Introduction
Le radon (symbole Rn, numéro atomique 86) est un élément chimique gazeux, radioactif et incolore. Il est le plus lourd des gaz nobles connus et est entièrement issu de la désintégration radioactive naturelle d'éléments plus lourds comme l'uranium et le thorium. Sa nature furtive – il est invisible, inodore et insipide – contraste avec son impact significatif sur la santé publique, ce qui en fait un sujet majeur de préoccupation en radiobiologie et en géologie environnementale.
Description
Le radon est un gaz monoatomique, chimiquement inerte comme tous les gaz nobles, ce qui signifie qu'il ne réagit pratiquement pas avec d'autres éléments pour former des composés dans des conditions normales. Il possède plusieurs isotopes, tous radioactifs.

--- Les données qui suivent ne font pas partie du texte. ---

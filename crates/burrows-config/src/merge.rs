//! Configuration merging.
//!
//! Merges multiple `RawConfig` files into a single resolved `Config`.

use std::path::PathBuf;

use crate::{
    Config, CorpusSettings, ModelSettings, OpenSetSettings, TrainingSettings,
    parse::{
        RawConfig, RawCorpusSettings, RawModelSettings, RawOpenSetSettings, RawTrainingSettings,
    },
};

/// A parsed config file with its source path.
pub struct ParsedConfig {
    /// Path to the config file.
    pub path: PathBuf,
    /// Parsed raw configuration.
    pub config: RawConfig,
}

/// Merges configuration files into a single resolved `Config`.
///
/// Configs should be provided in precedence order: highest precedence first (closest to CWD),
/// lowest precedence last (global config). Every field takes its first defined value; lists
/// are replaced as a whole, never concatenated.
pub fn merge_configs(configs: &[ParsedConfig]) -> Config {
    let mut config = Config::default();

    // Lowest precedence first so higher precedence overwrites.
    for parsed in configs.iter().rev() {
        let raw = &parsed.config;
        if let Some(model) = &raw.model {
            apply_model(&mut config.model, model);
        }
        if let Some(training) = &raw.training {
            apply_training(&mut config.training, training);
        }
        if let Some(open_set) = &raw.open_set {
            apply_open_set(&mut config.open_set, open_set);
        }
        if let Some(corpus) = &raw.corpus {
            apply_corpus(&mut config.corpus, corpus);
        }
    }

    config
}

/// Applies raw model settings, overwriting any present values.
fn apply_model(result: &mut ModelSettings, raw: &RawModelSettings) {
    if let Some(v) = &raw.tokenizer {
        result.tokenizer.clone_from(v);
    }
    if let Some(v) = raw.real_words {
        result.real_words = v;
    }
}

/// Applies raw training settings.
fn apply_training(result: &mut TrainingSettings, raw: &RawTrainingSettings) {
    if let Some(v) = &raw.candidate_sizes {
        result.candidate_sizes.clone_from(v);
    }
}

/// Applies raw open-set settings.
fn apply_open_set(result: &mut OpenSetSettings, raw: &RawOpenSetSettings) {
    if let Some(v) = &raw.thresholds {
        result.thresholds.clone_from(v);
    }
}

/// Applies raw corpus settings.
fn apply_corpus(result: &mut CorpusSettings, raw: &RawCorpusSettings) {
    if let Some(v) = &raw.meta_file {
        result.meta_file.clone_from(v);
    }
    if let Some(v) = &raw.output_file {
        result.output_file.clone_from(v);
    }
}
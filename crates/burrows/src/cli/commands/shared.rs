//! Shared helpers for command implementations.

use std::{fmt::Display, path::Path, process::ExitCode};

use burrows_config::Config;
use burrows_corpus::{CorpusLoader, PanCorpus, PreparedCorpus, build_corpus};
use burrows_model::{Classifier, ParameterSelector, Selection, TokenizerKind, VocabularyPolicy};

use crate::cli::{args::ModelArgs, context::CommandContext, output::print_config_warnings};

/// Model settings after applying CLI overrides to the configuration.
#[derive(Debug, Clone)]
pub struct RunSettings {
    /// Tokenizer for training and unknown texts.
    pub tokenizer: TokenizerKind,
    /// Only rank tokens containing a letter.
    pub real_words: bool,
    /// Candidate vocabulary sizes, in order.
    pub sizes: Vec<usize>,
    /// Corpus description file name.
    pub meta_file: String,
}

impl RunSettings {
    /// Applies `args` on top of `config`.
    pub fn resolve(config: &Config, args: &ModelArgs) -> Result<Self, ExitCode> {
        let tokenizer = match args.tokenizer {
            Some(kind) => kind,
            None => config
                .model
                .tokenizer
                .parse()
                .map_err(|e: String| report(&e))?,
        };
        let sizes = if args.sizes.is_empty() {
            config.training.candidate_sizes.clone()
        } else {
            args.sizes.clone()
        };
        Ok(Self {
            tokenizer,
            real_words: config.model.real_words && !args.all_words,
            sizes,
            meta_file: args
                .meta_file
                .clone()
                .unwrap_or_else(|| config.corpus.meta_file.clone()),
        })
    }

    /// The vocabulary policy for one size.
    pub fn policy(&self, considered_words: usize) -> VocabularyPolicy {
        VocabularyPolicy::new(considered_words, self.real_words)
    }
}

/// Prints an error and returns the failure exit code.
pub fn report(e: &dyn Display) -> ExitCode {
    eprintln!("error: {e}");
    ExitCode::FAILURE
}

/// Resolves settings, then loads and tokenizes the corpus at `corpus`.
pub fn prepare(
    ctx: &CommandContext,
    corpus: &Path,
    args: &ModelArgs,
) -> Result<(RunSettings, PreparedCorpus), ExitCode> {
    print_config_warnings(&ctx.config.validate());
    let settings = RunSettings::resolve(&ctx.config, args)?;

    let dir = ctx.resolve(corpus);
    let loaded = PanCorpus::open(&dir, &settings.meta_file)
        .and_then(|pan| pan.load())
        .map_err(|e| report(&e))?;
    let tokenizer = settings.tokenizer.tokenizer();
    let prepared = build_corpus(&loaded, tokenizer.as_ref()).map_err(|e| report(&e))?;
    Ok((settings, prepared))
}

/// Scores every candidate size against the training texts.
pub fn train(
    prepared: &mut PreparedCorpus,
    settings: &RunSettings,
) -> Result<Selection, ExitCode> {
    ParameterSelector::new(settings.sizes.clone(), settings.real_words)
        .select(&mut prepared.model)
        .map_err(|e| report(&e))
}

/// Profiles the corpus at one size and builds a classifier for it.
pub fn classifier_for(
    prepared: &mut PreparedCorpus,
    settings: &RunSettings,
    considered_words: usize,
) -> Result<Classifier, ExitCode> {
    let snapshot = prepared
        .model
        .process(settings.policy(considered_words))
        .map_err(|e| report(&e))?;
    Classifier::new(&prepared.model, snapshot).map_err(|e| report(&e))
}

#[cfg(test)]
mod tests {
    use super::*;

    #[test]
    fn cli_overrides_config() {
        let config = Config::default();
        let args = ModelArgs {
            sizes: vec![100],
            tokenizer: Some(TokenizerKind::Word),
            all_words: true,
            meta_file: Some("meta.json".into()),
        };
        let settings = RunSettings::resolve(&config, &args).unwrap();
        assert_eq!(settings.sizes, vec![100]);
        assert_eq!(settings.tokenizer, TokenizerKind::Word);
        assert!(!settings.real_words);
        assert_eq!(settings.meta_file, "meta.json");
    }

    #[test]
    fn config_fills_gaps() {
        let settings = RunSettings::resolve(&Config::default(), &ModelArgs::default()).unwrap();
        assert_eq!(settings.sizes, vec![150, 200, 250, 300]);
        assert_eq!(settings.tokenizer, TokenizerKind::Alphabetic);
        assert!(settings.real_words);
        assert_eq!(settings.meta_file, "meta-file.json");
    }

    #[test]
    fn unknown_configured_tokenizer_fails() {
        let mut config = Config::default();
        config.model.tokenizer = "nltk".into();
        assert!(RunSettings::resolve(&config, &ModelArgs::default()).is_err());
    }
}
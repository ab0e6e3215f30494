//! A single text: its tokens, counts and relative frequencies.

use std::collections::HashMap;

use tracing::debug;

use crate::{Counter, ModelError, Token, Tokenizer};

/// One tokenized and counted text.
///
/// Counts and relative frequencies are computed once, on construction. The
/// frequency denominator is the number of tokens in this text.
#[derive(Debug, Clone)]
pub struct TextModel {
    /// Identifier of the text.
    id: String,
    /// The raw source.
    raw: String,
    /// Tokens in the order they occur.
    tokens: Vec<Token>,
    /// Occurrences per token.
    counter: Counter,
    /// Relative frequency per token.
    frequencies: HashMap<Token, f64>,
}

impl TextModel {
    /// Tokenizes and counts `raw` with the given tokenizer.
    pub fn new(id: impl Into<String>, raw: impl Into<String>, tokenizer: &dyn Tokenizer) -> Self {
        let id = id.into();
        let raw = raw.into();
        debug!(text = %id, "tokenizing");
        let tokens = tokenizer.tokenize(&raw);
        Self::from_tokens(id, raw, tokens)
    }

    /// Builds a text from tokens produced elsewhere (e.g. by a tagger).
    pub fn from_tokens(id: impl Into<String>, raw: impl Into<String>, tokens: Vec<Token>) -> Self {
        let id = id.into();
        debug!(text = %id, tokens = tokens.len(), "counting");
        let counter = Counter::from_tokens(&tokens);
        let total = tokens.len() as f64;
        let frequencies = counter
            .iter()
            .map(|(token, count)| (token.clone(), count as f64 / total))
            .collect();

        Self {
            id,
            raw: raw.into(),
            tokens,
            counter,
            frequencies,
        }
    }

    /// Identifier of the text.
    pub fn id(&self) -> &str {
        &self.id
    }

    /// The raw source.
    pub fn raw(&self) -> &str {
        &self.raw
    }

    /// Tokens in order of occurrence.
    pub fn tokens(&self) -> &[Token] {
        &self.tokens
    }

    /// Occurrence counts.
    pub fn counter(&self) -> &Counter {
        &self.counter
    }

    /// Total number of tokens.
    pub fn total(&self) -> usize {
        self.tokens.len()
    }

    /// Returns true if the token occurs in this text.
    pub fn contains(&self, token: &Token) -> bool {
        self.frequencies.contains_key(token)
    }

    /// Relative frequency of `token`; 0 when absent.
    pub fn frequency(&self, token: &Token) -> f64 {
        self.frequencies.get(token).copied().unwrap_or(0.0)
    }

    /// Relative frequencies of all distinct tokens.
    pub fn frequencies(&self) -> &HashMap<Token, f64> {
        &self.frequencies
    }

    /// Whether the text's tokens are tagged; `None` for an empty text.
    ///
    /// Fails when some tokens carry a tag and others do not.
    pub fn tagging(&self) -> Result<Option<bool>, ModelError> {
        let Some(first) = self.tokens.first() else {
            return Ok(None);
        };
        let tagged = first.is_tagged();
        if self.tokens.iter().all(|t| t.is_tagged() == tagged) {
            Ok(Some(tagged))
        } else {
            Err(ModelError::MixedTagging {
                text: self.id.clone(),
            })
        }
    }
}
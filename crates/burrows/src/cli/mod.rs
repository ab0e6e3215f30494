//! CLI support for the `burrows` binary.

pub mod args;
pub mod commands;
pub mod context;
pub mod output;

pub use context::CommandContext;
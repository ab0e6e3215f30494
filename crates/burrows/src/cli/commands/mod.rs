//! Command implementations and dispatch.

pub mod attribute;
pub mod config;
pub mod deltas;
pub mod init;
mod shared;
pub mod train;

use std::process::ExitCode;

use super::{args::Commands, context::CommandContext};

/// Dispatches to the selected subcommand.
pub fn run(command: Commands, ctx: &CommandContext) -> ExitCode {
    match command {
        Commands::Attribute(cmd) => attribute::run(ctx, &cmd),
        Commands::Train(cmd) => train::run(ctx, &cmd),
        Commands::Deltas(cmd) => deltas::run(ctx, &cmd),
        Commands::Init(cmd) => init::run(ctx, &cmd),
        Commands::Config => config::run(ctx),
    }
}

Les plus importants sont le radon-222 (dérivé de la désintégration de l'uranium-238, demi-vie de 3,8 jours), le radon-220 (ou thoron, issu du thorium-232, demi-vie de 55 secondes) et le radon-219 (ou actinon, issu de l'uranium-235, demi-vie de 4 secondes). Le Rn-222 est le plus abondant et le plus pertinent pour la santé humaine en raison de sa demi-vie plus longue, qui lui permet de migrer du sol vers l'atmosphère et de s'infiltrer dans les bâtiments. Lorsqu'il se désintègre, il produit une série de descendants solides et radioactifs (comme le polonium-218 et le polonium-214) qui peuvent se fixer aux poussières de l'air et être inhalés.
Histoire
Le radon a été découvert en 1900 par le physicien allemand Friedrich Ernst Dorn, qui l'a identifié comme un émanation (qu'il a d'abord appelée « radium émanation ») provenant du radium. En 1908, William Ramsay et Robert Whytlaw-Gray l'ont isolé et mesuré sa densité, le confirmant comme le plus lourd des gaz connus à l'époque. Ils lui ont donné le nom de « niton » (du latin *nitens*, brillant) en raison de sa luminescence. Le nom définitif de « radon » a été adopté dans les années 1920, soulignant son origine à partir du radium. Son rôle dans la santé a été soupçonné dès le XVIe siècle avec la « maladie des mineurs » du massif de l'Erzgebirge, mais ce n'est qu'au XXe siècle, notamment avec les études épidémiologiques sur les mineurs d'uranium dans les années 1950-60, que le lien causal entre l'exposition au radon et le cancer du poumon a été solidement établi.
Caracteristiques
Le radon est un gaz dense (environ 9 fois plus dense que l'air à température ambiante). Sa radioactivité est sa propriété la plus marquante. Il émet des particules alpha lors de sa désintégration. Sa concentration dans l'environnement est extrêmement variable, dépendant de la teneur en uranium/radium du sous-sol géologique (granite, schiste), de la porosité du sol, des conditions météorologiques (pression, température) et de la ventilation des espaces clos. Dans l'air extérieur, il se dilue rapidement et sa concentration est généralement faible (quelques Bq/m³). Le danger survient lorsqu'il s'accumule dans les espaces confinés comme les maisons, les caves ou les mines, où ses descendants solides peuvent atteindre des concentrations nocives pour les poumons.
Importance
L'importance du radon est double, à la fois géologique et sanitaire. Géologiquement, sa mesure est un outil précieux pour la prospection minière (uranium), l'étude des failles sismiques et la prédiction des tremblements de terre, car sa libération peut augmenter avant un séisme. Son impact sanitaire est considérable : l'Organisation Mondiale de la Santé (OMS) le classe comme cancérogène pulmonaire certain pour l'homme. Il est responsable, selon les estimations, de 3 à 14% des cancers du poumons dans le monde, variant selon les concentrations locales. Cela en fait un enjeu majeur de santé publique, conduisant de nombreux pays à établir des politiques de dépistage (mesures dans les habitations), à définir des niveaux d'action (généralement entre 100 et 300 Bq/m³) et à promouvoir des techniques de mitigation (sous-pression, ventilation, étanchéification des sous-sols) pour réduire les concentrations dans les bâtiments existants et neufs.